Advantageously, the control device can be configured to automatically switch to failure operation mode as required, in which the missing drive power of a failed drive is at least partially compensated for by increasing the power of the remaining drives. This makes it possible to achieve a substantially seamless transition to failure mode without suffering major drops in speed and the associated rocking movements. Advantageously, a detection device can detect the drive power failure of each drive motor, wherein the detection device can, for example, detect the power consumption of the individual drive motors and determine a failure based on the power consumption detected in each case. If the power consumption of a drive motor decreases for a short time, for example because the shaft connection to the drive pinion is broken, the detection device can identify such a decrease in power consumption as a failure, whereupon the control device can control the remaining drive motors in such a way that they compensate or partially compensate for the power that has decreased.
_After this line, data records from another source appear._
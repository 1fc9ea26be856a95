//! Configuration for the tectonic driver pipeline.

use serde::{Deserialize, Serialize};

use crate::constants::MAX_ERAS;
use crate::event::EventKind;
use crate::field::Channel;

/// Decay authored for one channel of one event kind.
///
/// `radius` is in mean-edge-length units (zero disables the channel for that
/// kind); `rate` is the exponent of the per-unit falloff.
#[derive(Debug, Clone, Copy, Serialize, Deserialize)]
pub struct ChannelDecay {
    pub radius: f32,
    pub rate: f32,
}

impl ChannelDecay {
    const OFF: ChannelDecay = ChannelDecay {
        radius: 0.0,
        rate: 0.0,
    };

    const fn new(radius: f32, rate: f32) -> Self {
        Self { radius, rate }
    }
}

/// Configuration for event-field synthesis.
#[derive(Debug, Clone, Serialize, Deserialize)]
pub struct DiffusionConfig {
    /// Decay radius/rate per event kind per channel, indexed by the dense
    /// enum indices.
    pub profiles: [[ChannelDecay; Channel::COUNT]; EventKind::COUNT],

    /// Global intensity pre-scale applied before byte clamping.
    pub blend: f32,

    /// Within-era emphasis: boosts collision-uplift and subduction-volcanism
    /// intensities. Set per era by the history driver.
    pub era_gain: f32,

    /// Extra drift steps added to every event this era (older eras have
    /// drifted further). Set per era by the history driver.
    pub drift_bonus_steps: u8,
}

impl DiffusionConfig {
    /// Decay entry for an event kind / channel pair.
    pub fn decay(&self, kind: EventKind, channel: Channel) -> ChannelDecay {
        self.profiles[kind.index()][channel.index()]
    }
}

fn default_profile(kind: EventKind) -> [ChannelDecay; Channel::COUNT] {
    let mut p = [ChannelDecay::OFF; Channel::COUNT];
    let set = |p: &mut [ChannelDecay; Channel::COUNT], c: Channel, d: ChannelDecay| {
        p[c.index()] = d;
    };
    match kind {
        EventKind::Collision => {
            set(&mut p, Channel::Uplift, ChannelDecay::new(10.0, 0.35));
            set(&mut p, Channel::Collision, ChannelDecay::new(10.0, 0.35));
            set(&mut p, Channel::Shear, ChannelDecay::new(4.0, 0.8));
            set(&mut p, Channel::Volcanism, ChannelDecay::new(3.0, 0.9));
            set(&mut p, Channel::Fracture, ChannelDecay::new(6.0, 0.5));
        }
        EventKind::Subduction => {
            set(&mut p, Channel::Uplift, ChannelDecay::new(8.0, 0.4));
            set(&mut p, Channel::Subduction, ChannelDecay::new(8.0, 0.4));
            set(&mut p, Channel::Volcanism, ChannelDecay::new(5.0, 0.5));
            set(&mut p, Channel::Fracture, ChannelDecay::new(5.0, 0.6));
            set(&mut p, Channel::Shear, ChannelDecay::new(3.0, 0.9));
        }
        EventKind::Rift => {
            set(&mut p, Channel::Rift, ChannelDecay::new(8.0, 0.4));
            set(&mut p, Channel::Fracture, ChannelDecay::new(6.0, 0.5));
            set(&mut p, Channel::Volcanism, ChannelDecay::new(4.0, 0.7));
        }
        EventKind::Shear => {
            set(&mut p, Channel::Shear, ChannelDecay::new(7.0, 0.45));
            set(&mut p, Channel::Fracture, ChannelDecay::new(5.0, 0.6));
        }
        EventKind::Hotspot => {
            set(&mut p, Channel::Volcanism, ChannelDecay::new(5.0, 0.5));
            set(&mut p, Channel::Uplift, ChannelDecay::new(3.0, 0.8));
        }
        EventKind::Fracture => {
            set(&mut p, Channel::Fracture, ChannelDecay::new(7.0, 0.45));
        }
    }
    p
}

impl Default for DiffusionConfig {
    fn default() -> Self {
        let mut profiles = [[ChannelDecay::OFF; Channel::COUNT]; EventKind::COUNT];
        for kind in EventKind::ALL {
            profiles[kind.index()] = default_profile(kind);
        }
        Self {
            profiles,
            blend: 1.0,
            era_gain: 1.0,
            drift_bonus_steps: 0,
        }
    }
}

/// Configuration for plate motion fitting.
#[derive(Debug, Clone, Serialize, Deserialize)]
pub struct MotionConfig {
    /// Forcing low-pass iterations before fitting (0 or 1).
    pub smoothing_iterations: usize,

    /// Rotation clamp: omega magnitude never implies a tangential speed
    /// above `omega_factor × mean forcing speed` at the plate's effective
    /// radius.
    pub omega_factor: f32,

    /// Floor for the effective radius in the omega clamp, so tiny plates
    /// do not spin up unboundedly.
    pub plate_radius_min: f32,

    /// Residual histogram bin count (clamped to 8..=128 at use).
    pub histogram_bins: usize,

    /// P90 normalization scale for the quality score. A normalization, not
    /// a cap: the P90 estimate may exceed it.
    pub p90_norm: f32,

    /// Residual magnitude mapped to a full-scale fit error byte.
    pub fit_error_scale: f32,
}

impl Default for MotionConfig {
    fn default() -> Self {
        Self {
            smoothing_iterations: 1,
            omega_factor: 0.5,
            plate_radius_min: 4.0,
            histogram_bins: 48,
            p90_norm: 1.5,
            fit_error_scale: 2.0,
        }
    }
}

/// Configuration for boundary segment decomposition.
#[derive(Debug, Clone, Serialize, Deserialize)]
pub struct SegmentConfig {
    /// Relative velocity magnitude mapped to a full-scale intensity byte.
    pub intensity_scale: f32,

    /// Segments whose strongest component stays below this byte value are
    /// classified as no boundary.
    pub regime_min_intensity: u8,

    /// Minimum crust strength difference for polarity inference when both
    /// sides share a crust kind.
    pub polarity_strength_threshold: f32,
}

impl Default for SegmentConfig {
    fn default() -> Self {
        Self {
            intensity_scale: 160.0,
            regime_min_intensity: 8,
            polarity_strength_threshold: 0.15,
        }
    }
}

/// Per-era knobs applied by the history driver.
#[derive(Debug, Clone, Copy, Serialize, Deserialize)]
pub struct EraSchedule {
    /// Era gain handed to the synthesizer (see `DiffusionConfig::era_gain`).
    pub gain: f32,

    /// Extra drift steps for every event of the era.
    pub extra_drift_steps: u8,
}

/// Configuration for history simulation and blending.
#[derive(Debug, Clone, Serialize, Deserialize)]
pub struct HistoryConfig {
    /// Schedule entries, oldest era first. When the history is longer than
    /// the schedule the last entry repeats.
    pub schedule: Vec<EraSchedule>,
}

impl Default for HistoryConfig {
    fn default() -> Self {
        // Older eras carry more drift and less within-era emphasis.
        let schedule = (0..MAX_ERAS)
            .map(|i| EraSchedule {
                gain: 1.0 + 0.05 * i as f32,
                extra_drift_steps: (MAX_ERAS - 1 - i) as u8,
            })
            .collect();
        Self { schedule }
    }
}

impl HistoryConfig {
    /// Schedule entry for era `index` out of `count`, aligned so the newest
    /// era always gets the newest entry.
    pub fn entry(&self, index: usize, count: usize) -> EraSchedule {
        if self.schedule.is_empty() {
            return EraSchedule {
                gain: 1.0,
                extra_drift_steps: 0,
            };
        }
        let skip = self.schedule.len().saturating_sub(count);
        let i = (index + skip).min(self.schedule.len() - 1);
        self.schedule[i]
    }
}

/// Configuration for belt derivation.
#[derive(Debug, Clone, Serialize, Deserialize)]
pub struct BeltConfig {
    /// BFS steps used to bridge small gaps between same-regime seeds.
    pub gap_fill_steps: u32,

    /// Connected components smaller than this are discarded as event dust.
    pub min_component_cells: usize,

    /// Wavefront cutoff base: `round(falloff_radius × sigma × width_scale)`
    /// steps per seed.
    pub falloff_radius: f32,

    /// How strongly seed age widens (and softens) the belt.
    pub age_sigma_gain: f32,
}

impl Default for BeltConfig {
    fn default() -> Self {
        Self {
            gap_fill_steps: 2,
            min_component_cells: 4,
            falloff_radius: 5.0,
            age_sigma_gain: 3.0,
        }
    }
}

/// Aggregate configuration for the full pipeline.
#[derive(Debug, Clone, Default, Serialize, Deserialize)]
pub struct TectonicConfig {
    pub diffusion: DiffusionConfig,
    pub motion: MotionConfig,
    pub segment: SegmentConfig,
    pub history: HistoryConfig,
    pub belt: BeltConfig,
}

impl TectonicConfig {
    /// Preset for restless worlds: wider event reach, livelier rotation,
    /// sharper belts.
    pub fn active() -> Self {
        let mut config = Self::default();
        config.diffusion.blend = 1.15;
        config.motion.omega_factor = 0.7;
        config.belt.min_component_cells = 3;
        config
    }

    /// Preset for quiet worlds: subdued intensities and broader, softer
    /// belts.
    pub fn calm() -> Self {
        let mut config = Self::default();
        config.diffusion.blend = 0.8;
        config.motion.omega_factor = 0.35;
        config.belt.min_component_cells = 6;
        config.belt.falloff_radius = 6.0;
        config
    }
}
In order to achieve efficient operation with as little loss as possible, oil lubrication or wet lubrication with a suitable lubricant can be provided for the drive pinions in an advantageous further development of the invention.

In a further embodiment of the invention, such oil or wet lubrication can comprise an oil or lubricant bath in which at least a lower part of the ring gear is immersed and/or at least one drive pinion arranged at the lower region of the ring gear is immersed.

In order to be able to lubricate as many drive pinions as possible in the oil or lubricant bath, but still not require an oil or lubricant bath level, the drive pinions can, in an advantageous further development of the invention, be arranged concentratedly towards a lower part of the ring gear, so that all drive pinions run in the oil bath or pass through the oil bath. For example, the drive pinions can all be arranged concentratedly in the lower half of the ring gear, so that an oil bath level up to the axis of rotation of the ring gear is sufficient to lubricate all the drive pinions.

Alternatively, the drive pinions can also be arranged uniformly distributed over the circumference of the ring gear, so that one or more drive pinions may be arranged outside or above the lubricant bath if the lubricant bath level is limited. These drive pinions that are not immersed in the oil or lubricant bath are then lubricated by the lubricant, which is carried by the ring gear and transferred to the drive pinions above. When used as a container winch or with comparably high operating times, the ring gear is more or less constantly in motion, so that the lubricant carried along by the ring gear can also sufficiently lubricate the pinions located above the lubricant bath.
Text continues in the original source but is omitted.